▶ Provided information

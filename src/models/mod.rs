//! Data types held by the popularity cache

use std::any::Any;
use std::fmt;
use std::sync::Arc;

/// The opaque value held by a cache entry.
///
/// The cache shares the reference with the caller and never inspects the
/// concrete type; `retrieve_as` recovers it by downcast.
pub type CachedObject = Arc<dyn Any + Send + Sync>;

/// A single cached object plus the metadata that identifies and ranks it
#[derive(Clone)]
pub struct CacheEntry {
    /// Logical kind of the cached object; forms the compound identity together with a key
    pub type_identifier: String,
    /// Numeric identifier; values below 1 mean the secondary key is in effect
    pub primary_key: i64,
    /// Textual identifier used when no numeric key applies
    pub secondary_key: Option<String>,
    /// The cached object itself
    pub value: CachedObject,
    /// Number of successful retrievals; the sole popularity signal for eviction
    pub request_count: u64,
}

impl CacheEntry {
    /// True when this entry is identified by `type_identifier` plus `primary_key`
    pub fn matches_primary(&self, type_identifier: &str, primary_key: i64) -> bool {
        self.primary_key == primary_key && self.type_identifier == type_identifier
    }

    /// True when this entry is identified by `type_identifier` plus `secondary_key`
    pub fn matches_secondary(&self, type_identifier: &str, secondary_key: Option<&str>) -> bool {
        self.secondary_key.as_deref() == secondary_key && self.type_identifier == type_identifier
    }
}

impl fmt::Debug for CacheEntry {
    fn fmt(&self, f: &mut fmt::Formatter<'_>) -> fmt::Result {
        f.debug_struct("CacheEntry")
            .field("type_identifier", &self.type_identifier)
            .field("primary_key", &self.primary_key)
            .field("secondary_key", &self.secondary_key)
            .field("value", &"<opaque>")
            .field("request_count", &self.request_count)
            .finish()
    }
}

#[cfg(test)]
mod tests {
    use super::*;

    #[test]
    fn test_matches_primary() {
        let entry = CacheEntry {
            type_identifier: "Doc".to_string(),
            primary_key: 7,
            secondary_key: None,
            value: Arc::new(()),
            request_count: 0,
        };

        assert!(entry.matches_primary("Doc", 7));
        assert!(!entry.matches_primary("Doc", 8));
        assert!(!entry.matches_primary("Image", 7));
    }

    #[test]
    fn test_matches_secondary() {
        let entry = CacheEntry {
            type_identifier: "Doc".to_string(),
            primary_key: 0,
            secondary_key: Some("front-page".to_string()),
            value: Arc::new(()),
            request_count: 0,
        };

        assert!(entry.matches_secondary("Doc", Some("front-page")));
        assert!(!entry.matches_secondary("Doc", Some("other")));
        assert!(!entry.matches_secondary("Doc", None));
        assert!(!entry.matches_secondary("Image", Some("front-page")));
    }

    #[test]
    fn test_debug_renders_value_opaquely() {
        let entry = CacheEntry {
            type_identifier: "Doc".to_string(),
            primary_key: 1,
            secondary_key: None,
            value: Arc::new("secret".to_string()),
            request_count: 3,
        };

        let rendered = format!("{:?}", entry);
        assert!(rendered.contains("<opaque>"));
        assert!(!rendered.contains("secret"));
    }
}
//! Error type definitions for the popularity cache

use thiserror::Error;

/// Errors surfaced by cache operations
///
/// Every instance is reported through the diagnostic sink (`tracing::warn!`)
/// at the failing call site before being returned, with enough context to
/// reconstruct the call. Callers must not rely on the cache swallowing bad
/// input.
#[derive(Error, Debug)]
pub enum CacheError {
    /// A required identifier was missing or empty
    #[error("Invalid argument in {operation}: {message}")]
    InvalidArgument { operation: String, message: String },
}

impl CacheError {
    /// Create an invalid argument error for a named operation
    pub fn invalid_argument<O: Into<String>, M: Into<String>>(operation: O, message: M) -> Self {
        Self::InvalidArgument {
            operation: operation.into(),
            message: message.into(),
        }
    }
}
//! Welcome text rendering.
//!
//! Supported placeholders in text welcomes:
//! - `{name}` requester's first name
//! - `{username}` `@username`, or the first name when the user has none
//! - `{id}` numeric user id
//! - `{chat}` title of the chat that was joined (`our channel` outside a join)

use crate::core::types::UserProfile;

/// Sent after an approval when no custom welcome has been set.
pub const DEFAULT_JOIN_WELCOME: &str = "👋 Hello {name}!\nYour request to join {chat} has been approved ✅\n\nSend /start to stay in touch.";

/// Shown by `/start` to regular users when no custom welcome has been set.
pub const DEFAULT_START_WELCOME: &str = "👋 Welcome, {name}!\n\nClick the button below to join our channel.";

const FALLBACK_CHAT_NAME: &str = "our channel";

/// Substitutes placeholders in one pass over `template`, so braces inside
/// names or titles are never expanded again.
pub fn render(template: &str, user: &UserProfile, chat_title: Option<&str>) -> String {
    let username = match &user.username {
        Some(username) => format!("@{}", username),
        None => user.first_name.clone(),
    };
    let id = user.id.to_string();
    let placeholders = [
        ("{name}", user.first_name.as_str()),
        ("{username}", username.as_str()),
        ("{id}", id.as_str()),
        ("{chat}", chat_title.unwrap_or(FALLBACK_CHAT_NAME)),
    ];

    let mut out = String::with_capacity(template.len());
    let mut rest = template;
    while let Some(start) = rest.find('{') {
        out.push_str(&rest[..start]);
        let tail = &rest[start..];
        match placeholders.iter().find(|(key, _)| tail.starts_with(key)) {
            Some((key, value)) => {
                out.push_str(value);
                rest = &tail[key.len()..];
            }
            None => {
                out.push('{');
                rest = &tail[1..];
            }
        }
    }
    out.push_str(rest);
    out
}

▶ Task objective
Reproduce the whole listing without changing anything.

▶ Written solution
filename src/models/mod.rs
//! Data types held by the popularity cache

use std::any::Any;
use std::fmt;
use std::sync::Arc;

/// The opaque value held by a cache entry.
///
/// The cache shares the reference with the caller and never inspects the
/// concrete type; `retrieve_as` recovers it by downcast.
pub type CachedObject = Arc<dyn Any + Send + Sync>;

/// A single cached object plus the metadata that identifies and ranks it
#[derive(Clone)]
pub struct CacheEntry {
    /// Logical kind of the cached object; forms the compound identity together with a key
    pub type_identifier: String,
    /// Numeric identifier; values below 1 mean the secondary key is in effect
    pub primary_key: i64,
    /// Textual identifier used when no numeric key applies
    pub secondary_key: Option<String>,
    /// The cached object itself
    pub value: CachedObject,
    /// Number of successful retrievals; the sole popularity signal for eviction
    pub request_count: u64,
}

impl CacheEntry {
    /// True when this entry is identified by `type_identifier` plus `primary_key`
    pub fn matches_primary(&self, type_identifier: &str, primary_key: i64) -> bool {
        self.primary_key == primary_key && self.type_identifier == type_identifier
    }

    /// True when this entry is identified by `type_identifier` plus `secondary_key`
    pub fn matches_secondary(&self, type_identifier: &str, secondary_key: Option<&str>) -> bool {
        self.secondary_key.as_deref() == secondary_key && self.type_identifier == type_identifier
    }
}

impl fmt::Debug for CacheEntry {
    fn fmt(&self, f: &mut fmt::Formatter<'_>) -> fmt::Result {
        f.debug_struct("CacheEntry")
            .field("type_identifier", &self.type_identifier)
            .field("primary_key", &self.primary_key)
            .field("secondary_key", &self.secondary_key)
            .field("value", &"<opaque>")
            .field("request_count", &self.request_count)
            .finish()
    }
}

#[cfg(test)]
mod tests {
    use super::*;

    #[test]
    fn test_matches_primary() {
        let entry = CacheEntry {
            type_identifier: "Doc".to_string(),
            primary_key: 7,
            secondary_key: None,
            value: Arc::new(()),
            request_count: 0,
        };

        assert!(entry.matches_primary("Doc", 7));
        assert!(!entry.matches_primary("Doc", 8));
        assert!(!entry.matches_primary("Image", 7));
    }

    #[test]
    fn test_matches_secondary() {
        let entry = CacheEntry {
            type_identifier: "Doc".to_string(),
            primary_key: 0,
            secondary_key: Some("front-page".to_string()),
            value: Arc::new(()),
            request_count: 0,
        };

        assert!(entry.matches_secondary("Doc", Some("front-page")));
        assert!(!entry.matches_secondary("Doc", Some("other")));
        assert!(!entry.matches_secondary("Doc", None));
        assert!(!entry.matches_secondary("Image", Some("front-page")));
    }

    #[test]
    fn test_debug_renders_value_opaquely() {
        let entry = CacheEntry {
            type_identifier: "Doc".to_string(),
            primary_key: 1,
            secondary_key: None,
            value: Arc::new("secret".to_string()),
            request_count: 3,
        };

        let rendered = format!("{:?}", entry);
        assert!(rendered.contains("<opaque>"));
        assert!(!rendered.contains("secret"));
    }
}
//! Error type definitions for the popularity cache

use thiserror::Error;

/// Errors surfaced by cache operations
///
/// Every instance is reported through the diagnostic sink (`tracing::warn!`)
/// at the failing call site before being returned, with enough context to
/// reconstruct the call. Callers must not rely on the cache swallowing bad
/// input.
#[derive(Error, Debug)]
pub enum CacheError {
    /// A required identifier was missing or empty
    #[error("Invalid argument in {operation}: {message}")]
    InvalidArgument { operation: String, message: String },
}

impl CacheError {
    /// Create an invalid argument error for a named operation
    pub fn invalid_argument<O: Into<String>, M: Into<String>>(operation: O, message: M) -> Self {
        Self::InvalidArgument {
            operation: operation.into(),
            message: message.into(),
        }
    }
}
//! Welcome text rendering.
//!
//! Supported placeholders in text welcomes:
//! - `{name}` requester's first name
//! - `{username}` `@username`, or the first name when the user has none
//! - `{id}` numeric user id
//! - `{chat}` title of the chat that was joined (`our channel` outside a join)

use crate::core::types::UserProfile;

/// Sent after an approval when no custom welcome has been set.
pub const DEFAULT_JOIN_WELCOME: &str = "👋 Hello {name}!\nYour request to join {chat} has been approved ✅\n\nSend /start to stay in touch.";

/// Shown by `/start` to regular users when no custom welcome has been set.
pub const DEFAULT_START_WELCOME: &str = "👋 Welcome, {name}!\n\nClick the button below to join our channel.";

const FALLBACK_CHAT_NAME: &str = "our channel";

/// Substitutes placeholders in one pass over `template`, so braces inside
/// names or titles are never expanded again.
pub fn render(template: &str, user: &UserProfile, chat_title: Option<&str>) -> String {
    let username = match &user.username {
        Some(username) => format!("@{}", username),
        None => user.first_name.clone(),
    };
    let id = user.id.to_string();
    let placeholders = [
        ("{name}", user.first_name.as_str()),
        ("{username}", username.as_str()),
        ("{id}", id.as_str()),
        ("{chat}", chat_title.unwrap_or(FALLBACK_CHAT_NAME)),
    ];

    let mut out = String::with_capacity(template.len());
    let mut rest = template;
    while let Some(start) = rest.find('{') {
        out.push_str(&rest[..start]);
        let tail = &rest[start..];
        match placeholders.iter().find(|(key, _)| tail.starts_with(key)) {
            Some((key, value)) => {
                out.push_str(value);
                rest = &tail[key.len()..];
            }
            None => {
                out.push('{');
                rest = &tail[1..];
            }
        }
    }
    out.push_str(rest);
    out
}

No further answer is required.